Been doing a lot of research and a little action on bolting / re-bolting lately. Determined that stainless Rawl/Powers bolts were the way to go. I couldn't believe how hard these things were to find in stainless. Seems everybody is going carbon steel. Living in San Diego, you wouldn't think that this would be a problem, but on a recent hanger replacement trip I saw a nice fat 1/2" carbon steel Rawl bolt with 6 years on it was starting to rust superficially in its hole. Looked fine on top though. Be wary. I'd give it a 30? year lifespan.

Rusty Underworld (Mission Gorge) Bolt.  6 years ne...
Rusty Underworld (Mission Gorge) Bolt. 6 years new carbon steel 1/2" Rawl/Powers bolt.

6 year old Rawl carbon steel 1/2 incher

Not sure how much the fat guys cost but would think your money is better spent on stainless than big. Especially in this bulletproof granite.
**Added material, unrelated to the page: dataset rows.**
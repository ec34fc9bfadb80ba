use std::sync::Arc;

use crate::model::ModelManager;
use crate::render::{MarkupRenderer, TextRenderer};

#[derive(Clone)]
pub struct AppState {
    mm: ModelManager,
    renderer: Arc<dyn TextRenderer>,
}

impl AppState {
    pub fn new(mm: ModelManager) -> Self {
        Self {
            mm,
            renderer: Arc::new(MarkupRenderer),
        }
    }

    pub fn with_renderer(mm: ModelManager, renderer: Arc<dyn TextRenderer>) -> Self {
        Self { mm, renderer }
    }

    pub fn pool(&self) -> &ModelManager {
        &self.mm
    }

    pub fn renderer(&self) -> &dyn TextRenderer {
        self.renderer.as_ref()
    }
}
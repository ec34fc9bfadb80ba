use serde::Deserialize;

static CONFIG: OnceCell<Config> = OnceCell::const_new();

mod config_dir;
pub use config_dir::{find_config_file, read_config};

mod error;
pub use error::{ConfigError, ConfigResult};
use tokio::sync::OnceCell;

#[derive(Debug, Deserialize)]
pub struct Config {
    host: Host,
    app: App,
}

#[derive(Debug, Deserialize)]
pub struct Host {
    bindto: String,
}

#[derive(Debug, Deserialize)]
pub struct App {
    database_uri: String,
    api_token: String,
    docs: bool,
}

impl Config {
    #[tracing::instrument]
    pub async fn get_or_init(use_local: bool) -> &'static Config {
        CONFIG
            .get_or_init(|| async {
                let read_cfg = |use_local| -> ConfigResult<Self> {
                    let contents = read_config(use_local)?;
                    let config: Self = toml::from_str(&contents)?;
                    Ok(config)
                };

                let config = match read_cfg(use_local) {
                    Ok(c) => c,
                    Err(e) => {
                        if !matches!(e, error::ConfigError::ConfigNotFound) {
                            crate::error::log_error(&e);
                        }
                        tracing::error!("Config not found.");
                        std::process::exit(1);
                    }
                };

                config
            })
            .await
    }

    #[inline]
    pub fn host(&self) -> &Host {
        &self.host
    }

    #[inline]
    pub fn app(&self) -> &App {
        &self.app
    }
}

impl Host {
    #[inline]
    pub fn bindto(&self) -> &str {
        &self.bindto
    }
}

impl App {
    #[inline]
    pub fn database_uri(&self) -> &str {
        &self.database_uri
    }

    #[inline]
    pub fn api_token(&self) -> &str {
        &self.api_token
    }

    #[inline]
    pub fn docs(&self) -> bool {
        self.docs
    }
}

#[cfg(test)]
mod test {
    use super::*;

    #[tokio::test]
    async fn config_test() {
        let config = Config::get_or_init(true).await;
        assert_eq!(config.host().bindto(), "127.0.0.1:5000"); // defaults
    }
}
If you're affixing permanent anchors to the rock, you have the responsibility to do it right.

As a note I tried out some wedge bolts. They are harder to replace later on and there are some 10mm wedge bolts being sold as 3/8 that myself and a few I spoke with have got stuck in the smaller 3/8 hole before they made it all the way in. Something to do with a mix up when they were being imported (spoke with distributor and they were aware of this). Nice that the Powers bolts are individually labeled.

Old school Mission Gorge bolts.
Old school Mission Gorge bolts.

30 year old (or less) carbon steel wedge bolts (removed with force with crow bar). FA of this route - 70s, one hanger has 89 stamped on it, hard to read or know what this means.

What do other people think about using carbon steel bolts? I won't be using them but a lot of people are.
mschlocker
From San Diego, CA
Joined Apr 2, 2006
3,380 points
Mar 5, 2007
Stabby
A matter of semantics, but important none the less..
Rawls come zinc-plated standard, not raw carbon steel;
carbon steel is literally grey/black and no one in their right mind would install those outside. The zinc plating on the bolt gives the illusion its an an all-weather unit. The threads on a standard Rawl are rusty within a year, the corrosion then grows over time.

Stainless Rawls are available, but usually on a special order basis; and cost quite a bit more. And they aren't neccessarily fail-safe either, read up on what Sam Lightner is doing in Thailand.

Sport-bolts first started appearing in the mid-late 80's, that means there are lots of bolts nearing 20-25 years old. Sooner or later this is going to become an issue. Lets hope that the degradation is visually obvious before a string of bolt failures begins....
Mike Lane
From Centennial, CO
Joined Jan 21, 2006
839 points
Mar 5, 2007
Me climbing in La Jolla.
Good point about the plating. The carbon steel bolts are Zinc plated. Powers is calling them "carbon steel" in their catalog. Don't be fooled by the shiny plating as seen above. It hides problems below the surface of the rock.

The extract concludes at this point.